5.2. Experimental Set-Up
An OCT imaging system (Telesto-II 1325 nm spectral domain OCT) from Thorlabs (Figure 3), is used to validate the proposed distortion models. Axial (resp. lateral) resolution is 5.5 m (resp. 7 m) and up to 3.5 mm depth. The Telesto-II allows a maximum field-of-view of 10 × 10 × 3.5 mm with a maximum A-Scan (optical core) acquisition rate of 76 kHz.
Figure 3.
Global view of the OCT acquisition setup.
5.3. Validation Scenario
The method proposed in this paper was implemented in a MatLab framework without taking into account the code optimization aspects as well as the time-computation. In order to validate experimentally the approach presented here, we acquired different OCT volumes (C-Scan images) of realistic biological samples: for example, a part of a grape (Figure 4 (left)) and a part of a fish eye retina (Figure 4 (right)). The size of the OCT volume used in these numerical validations, for both samples, is voxels.
Figure 4.
Examples of the OCT volumes of biological samples used to validate the proposed method. (first row) the initial OCT volumes and (second row), B-scan images (100th vertical slice) taken from the initial volumes.

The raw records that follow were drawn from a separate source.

impl AuthController {
    pub fn new(env: AuthEnv, settings: FlowSettings) -> Self {
        let timers = Timers::new();
        let notifications = NotificationPresenter::new(
            env.clock.clone(),
            timers.clone(),
            settings.notification_duration,
            settings.notification_exit,
        );
        Self {
            env,
            settings,
            timers,
            notifications,
            phases: RefCell::new(HashMap::new()),
            phase_listener: RefCell::new(None),
        }
    }

    pub fn notifications(&self) -> &NotificationPresenter {
        &self.notifications
    }

    pub fn settings(&self) -> &FlowSettings {
        &self.settings
    }

    pub fn phase(&self, workflow: Workflow) -> WorkflowPhase {
        self.phases
            .borrow()
            .get(&workflow)
            .copied()
            .unwrap_or_default()
    }

    /// Whether the submit control for `workflow` should show as busy.
    pub fn is_busy(&self, workflow: Workflow) -> bool {
        self.phase(workflow) == WorkflowPhase::Submitting
    }

    pub fn set_phase_listener(&self, listener: impl Fn(Workflow, WorkflowPhase) + 'static) {
        *self.phase_listener.borrow_mut() = Some(Box::new(listener));
    }

    pub fn current_user(&self) -> Option<AuthUser> {
        self.env.identity.current_user()
    }

    pub fn auth_state(&self) -> AuthState {
        AuthState::resolved(self.current_user())
    }

    /// Resolve the session at startup, resuming one kept from an earlier
    /// page load when the provider still holds it.
    pub async fn restore_session(&self) -> AuthState {
        match self.env.identity.restore_session().await {
            Ok(user) => AuthState::resolved(user),
            Err(e) => {
                tracing::warn!("Could not restore the previous session: {}", e);
                self.auth_state()
            }
        }
    }

    fn set_phase(&self, workflow: Workflow, phase: WorkflowPhase) {
        self.phases.borrow_mut().insert(workflow, phase);
        if let Some(listener) = self.phase_listener.borrow().as_ref() {
            listener(workflow, phase);
        }
    }

    /// Claim `workflow`, or `None` when a run of it is already in flight.
    fn begin(&self, workflow: Workflow) -> Option<Run<'_>> {
        if self.phase(workflow) != WorkflowPhase::Idle {
            tracing::debug!("{:?} already in progress, ignoring submission", workflow);
            return None;
        }
        self.set_phase(workflow, WorkflowPhase::Validating);
        Some(Run {
            controller: self,
            workflow,
            timers: Vec::new(),
        })
    }

    /// Stamp a successful sign-in on the user's record. The user is already
    /// authenticated, so a failure here is only logged.
    async fn stamp_login(&self, uid: &str) {
        if let Err(e) = profile::record_login(self.env.store.as_ref(), uid).await {
            tracing::warn!("Could not record login for {}: {}", uid, e);
        }
    }

    pub async fn login(&self, input: &Credentials) -> WorkflowOutcome {
        let Some(mut run) = self.begin(Workflow::Login) else {
            return WorkflowOutcome::ignored();
        };
        let report = validate_login(input);
        if !report.is_valid() {
            return run.rejected(report);
        }

        run.enter(WorkflowPhase::Submitting);
        let user = match self
            .env
            .identity
            .sign_in(input.email.trim(), &input.password)
            .await
        {
            Ok(user) => user,
            Err(e) => return run.failed(messages::login_error(&e.kind), e.into()),
        };

        let mode = Persistence::remembering(input.remember_session);
        if let Err(e) = self.env.identity.set_session_persistence(mode).await {
            tracing::warn!("Could not set session persistence to {:?}: {}", mode, e);
        }
        self.stamp_login(&user.uid).await;

        tracing::info!("User {} logged in", user.uid);
        run.arm(
            self.settings.auth_redirect_delay,
            TimerAction::Redirect(self.settings.home_path.clone()),
        );
        run.succeeded(messages::LOGIN_SUCCESS)
    }

    pub async fn signup(&self, input: &SignupInput) -> WorkflowOutcome {
        let Some(mut run) = self.begin(Workflow::Signup) else {
            return WorkflowOutcome::ignored();
        };
        let report = validate_signup(input);
        if !report.is_valid() {
            return run.rejected(report);
        }

        run.enter(WorkflowPhase::Submitting);
        let email = input.email.trim();
        let user = match self.env.identity.sign_up(email, &input.password).await {
            Ok(user) => user,
            Err(e) => return run.failed(messages::signup_error(&e.kind), e.into()),
        };

        let first_name = input.first_name.trim();
        let last_name = input.last_name.trim();
        let display_name = format!("{first_name} {last_name}");
        if let Err(e) = self.env.identity.update_display_name(&display_name).await {
            tracing::warn!("Could not set display name for {}: {}", user.uid, e);
        }

        let record = UserRecord::for_email_signup(first_name, last_name, email)
            .with_email_verified(user.email_verified);
        if let Err(e) =
            profile::create_user_profile(self.env.store.as_ref(), &user.uid, &record).await
        {
            return run.failed(messages::PROFILE_NOT_SAVED, AuthError::SecondaryWrite(e));
        }

        if let Err(e) = self.env.identity.send_email_verification().await {
            tracing::warn!("Could not send verification email to {}: {}", email, e);
        }

        tracing::info!("User {} signed up", user.uid);
        run.arm(
            self.settings.form_switch_delay,
            TimerAction::SwitchForm(AuthForm::Login),
        );
        run.succeeded(messages::SIGNUP_SUCCESS)
    }

    pub async fn reset_password(&self, input: &PasswordResetInput) -> WorkflowOutcome {
        let Some(mut run) = self.begin(Workflow::Reset) else {
            return WorkflowOutcome::ignored();
        };
        let report = validate_reset(input);
        if !report.is_valid() {
            return run.rejected(report);
        }

        run.enter(WorkflowPhase::Submitting);
        if let Err(e) = self.env.identity.send_password_reset(input.email.trim()).await {
            return run.failed(messages::reset_error(&e.kind), e.into());
        }

        tracing::info!("Password reset requested");
        run.arm(
            self.settings.form_switch_delay,
            TimerAction::SwitchForm(AuthForm::Login),
        );
        run.succeeded(messages::RESET_SUCCESS)
    }

    /// Popup-based Google sign-in. New identities get a user record; returning
    /// ones get a login stamp.
    pub async fn social_sign_in(&self) -> WorkflowOutcome {
        let Some(mut run) = self.begin(Workflow::Social) else {
            return WorkflowOutcome::ignored();
        };
        run.enter(WorkflowPhase::Submitting);
        let signed_in = match self.env.identity.federated_sign_in().await {
            Ok(signed_in) => signed_in,
            Err(e) => return run.failed(messages::social_error(&e.kind), e.into()),
        };
        let user = signed_in.user;

        let message = if signed_in.is_new_user {
            let record = UserRecord::for_federated_signup(
                user.display_name.as_deref(),
                user.email.as_deref().unwrap_or_default(),
            )
            .with_email_verified(user.email_verified)
            .with_photo_url(user.photo_url.as_deref());
            if let Err(e) =
                profile::create_user_profile(self.env.store.as_ref(), &user.uid, &record).await
            {
                return run.failed(messages::PROFILE_NOT_SAVED, AuthError::SecondaryWrite(e));
            }
            tracing::info!("User {} signed up with Google", user.uid);
            messages::social_new_user(&self.settings.site_name)
        } else {
            self.stamp_login(&user.uid).await;
            tracing::info!("User {} logged in with Google", user.uid);
            messages::SOCIAL_RETURNING.to_string()
        };

        run.arm(
            self.settings.auth_redirect_delay,
            TimerAction::Redirect(self.settings.home_path.clone()),
        );
        run.succeeded(message)
    }

    pub async fn sign_out(&self) -> WorkflowOutcome {
        let Some(mut run) = self.begin(Workflow::SignOut) else {
            return WorkflowOutcome::ignored();
        };
        run.enter(WorkflowPhase::Submitting);
        if let Err(e) = self.env.identity.sign_out().await {
            return run.failed(messages::SIGN_OUT_FAILED, e.into());
        }

        tracing::info!("User signed out");
        run.arm(
            self.settings.auth_redirect_delay,
            TimerAction::Redirect(self.settings.home_path.clone()),
        );
        run.succeeded(messages::SIGN_OUT_SUCCESS)
    }

    /// Report a Google sign-in that failed before the provider was reached,
    /// e.g. a denied consent screen.
    pub fn social_sign_in_failed(&self, error: &ProviderError) -> TimerTicket {
        tracing::error!("{:?} failed: {}", Workflow::Social, error);
        self.notifications
            .notify(messages::social_error(&error.kind), NotificationKind::Error)
    }

    /// Landing page contact form. Works without a signed-in user.
    pub async fn submit_contact(&self, input: &ContactInput) -> WorkflowOutcome {
        let Some(run) = self.begin(Workflow::Contact) else {
            return WorkflowOutcome::ignored();
        };
        let report = validate_contact(input);
        if !report.is_valid() {
            return run.rejected(report);
        }

        run.enter(WorkflowPhase::Submitting);
        let submission = ContactSubmission::new(
            input.name.trim(),
            input.email.trim(),
            input.phone.trim(),
            input.service.trim(),
            input.message.trim(),
        );
        let written = match submission.creation_patch() {
            Ok(patch) => self.env.store.add(collections::CONTACTS, patch).await,
            Err(e) => Err(e),
        };
        match written {
            Ok(id) => {
                tracing::info!("Contact submission {} stored", id);
                run.succeeded(messages::CONTACT_SUCCESS)
            }
            Err(e) => run.failed(messages::CONTACT_FAILED, e.into()),
        }
    }

    /// Save the signed-in user's profile edits.
    pub async fn save_profile(&self, input: &ProfileInput) -> WorkflowOutcome {
        let Some(run) = self.begin(Workflow::Profile) else {
            return WorkflowOutcome::ignored();
        };
        let report = validate_profile(input);
        if !report.is_valid() {
            return run.rejected(report);
        }

        run.enter(WorkflowPhase::Submitting);
        let Some(user) = self.current_user() else {
            return run.failed(messages::PROFILE_UPDATE_FAILED, AuthError::NotSignedIn);
        };
        let update = input.to_update();
        match profile::update_user_profile(self.env.store.as_ref(), &user.uid, &update).await {
            Ok(()) => {
                tracing::info!("Profile of {} updated", user.uid);
                run.succeeded(messages::PROFILE_UPDATED)
            }
            Err(e) => run.failed(messages::PROFILE_UPDATE_FAILED, e.into()),
        }
    }

    /// Replace the signed-in user's preferences.
    pub async fn save_preferences(&self, preferences: &Preferences) -> WorkflowOutcome {
        let Some(run) = self.begin(Workflow::Preferences) else {
            return WorkflowOutcome::ignored();
        };
        run.enter(WorkflowPhase::Submitting);
        let Some(user) = self.current_user() else {
            return run.failed(messages::PREFERENCES_UPDATE_FAILED, AuthError::NotSignedIn);
        };
        let store = self.env.store.as_ref();
        match profile::update_user_preferences(store, &user.uid, preferences).await {
            Ok(()) => {
                tracing::info!("Preferences of {} updated", user.uid);
                run.succeeded(messages::PREFERENCES_UPDATED)
            }
            Err(e) => run.failed(messages::PREFERENCES_UPDATE_FAILED, e.into()),
        }
    }

    /// The signed-in user's stored record, for prefilling the profile form.
    pub async fn profile(&self) -> Option<UserRecord> {
        let user = self.current_user()?;
        match profile::get_user_profile(self.env.store.as_ref(), &user.uid).await {
            Ok(record) => record,
            Err(e) => {
                tracing::warn!("Could not load profile of {}: {}", user.uid, e);
                None
            }
        }
    }

    /// Best-effort activity stamp for the signed-in user, if any.
    pub async fn record_activity(&self) {
        if let Some(user) = self.current_user() {
            profile::touch_user_activity(self.env.store.as_ref(), &user.uid).await;
        }
    }

    /// Show a notification outside any workflow.
    pub fn show_message(
        &self,
        message: impl Into<String>,
        kind: NotificationKind,
        duration: std::time::Duration,
    ) -> TimerTicket {
        self.notifications.show(message, kind, duration)
    }

    /// Dismiss the current notification, e.g. from its close button.
    pub fn hide_message(&self) -> Option<TimerTicket> {
        self.notifications.hide()
    }

    /// Act on a timer whose delay has elapsed. Stale tickets do nothing.
    /// Returns the follow-up timer, if the action arms one.
    pub fn run_timer(&self, ticket: &TimerTicket) -> Option<TimerTicket> {
        if !self.timers.is_current(ticket) {
            tracing::debug!("Skipping superseded {:?} timer", ticket.kind());
            return None;
        }
        match &ticket.action {
            TimerAction::HideNotification => self.notifications.hide(),
            TimerAction::RemoveNotification => {
                self.notifications.remove();
                None
            }
            TimerAction::Redirect(path) => {
                self.env.navigator.redirect(path);
                None
            }
            TimerAction::SwitchForm(form) => {
                self.env.navigator.switch_form(*form);
                None
            }
        }
    }

    /// Sleep through `ticket` and any timers it chains into.
    pub async fn drive(&self, ticket: TimerTicket) {
        let mut next = Some(ticket);
        while let Some(ticket) = next {
            self.env.clock.sleep(ticket.delay).await;
            next = self.run_timer(&ticket);
        }
    }
}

To access the performance of the proposed algorithm, we constructed several undersampled 3D volume using 30%, 50%, 70%, and 90% of the original OCT volume. To do this, we created two types of 3D masks. The first consists of a pseudo-random binary masks using a density random sampling in which the data are selected in a vertical manner (Figure 5 (left)). For the second type of mask, instead of a vertical subsampling of the data, we designed oblique masks as shown in Figure 5 (right)) which are more appropriate in the case of certain imaging systems such as Magnetic Resonance Imaging (MRI), Computerized Tomography scan (CT-scan), and in certain instances, OCT imaging systems as well.
Figure 5.
Illustration of the implemented 3D masks used to subsampled the data and creating the 3D masks. (Left) a 3D mask allowing a vertical and random selection of the data, and (right) a 3D mask allowing an oblique selection of the subsampled data.
5.4. Obtained Results
The validation scenarios were carried out as follows—the studied method was applied to each OCT volume (i.e., grape or fish eye) using various subsampling rates (i.e., 30%, 50%, 70%, and 90%). Also, in each case, the vertical or the oblique 3D binary masks were used. The results obtained with our nuclear norm penalised reconstruction approach are discussed below.
5.4.1. Grape Sample
Figure 6 and Figure 7 depict the different reconstructed OCT volumes using the oblique and the vertical binary masks. Instead of illustrating the fully reconstructed OCT volume, we choose to show 2D images (the 100th slice of the reconstructed volumes) for a better visualization, with the naked eye, of the quality of the obtained results. It can be highlighted that the sharpness of the boundary is well preserved; however, it loses some features in the zones where the image has low intensity. This is a common effect of most of the compressed sensing and inpainting methods. In order to improve the quality of the recovered data, conventional filters based post-processing could be also be used in order to enhance contrast.
Figure 6.
[sample: grape, mask: vertical]—Reconstructed OCT images (only a 2D slice is shown in this example). Each row corresponds to an under-sampling rate: 30% (1st row), 50% (2nd row), 70% (3th row), and 90% (4th row). The first column represents the initial OCT image, the second column the under-sampled data used for the reconstruction, and the third column, the recovered OCT images.
Figure 7.
[sample: grape, mask: oblic]—Reconstructed OCT images (only a 2D slice is shown in this example). Each row corresponds to an under-sampling rate: 30% (1st row), 50% (2nd row), 70% (3th row), and 90% (4th row). The first column represents the initial OCT image, the second column the under-sampled data used for the reconstruction, and the third column, the recovered OCT images.
5.4.2. Fish Eye Sample
we also performed validation experiments using an optical biopsy of a fish eye (see the images sequence depicted in Figure 8 and Figure 9).
Figure 8.
[sample: fish eye retina, mask: vertical]—Reconstructed OCT images (only a 2D slice is shown in this example). Each row corresponds to an under-sampling rate: 30% (1st row), 50% (2nd row), 70% (3th row), and 90% (4th row). The first column represents the initial OCT image, the second column the under-sampled data used for the reconstruction, and the third column, the recovered OCT images.
Figure 9.
[sample: fish eye retina, mask: oblic]—Reconstructed OCT images (only a 2D slice is shown in this example). Each line corresponds to an under-sampling rate: 30% (1st line), 50% (2nd line), 70% (3th line), and 90% (4th line). The first column represents the initial OCT image, the second column the under-sampled data used for the reconstruction, and the third column, the recovered OCT images.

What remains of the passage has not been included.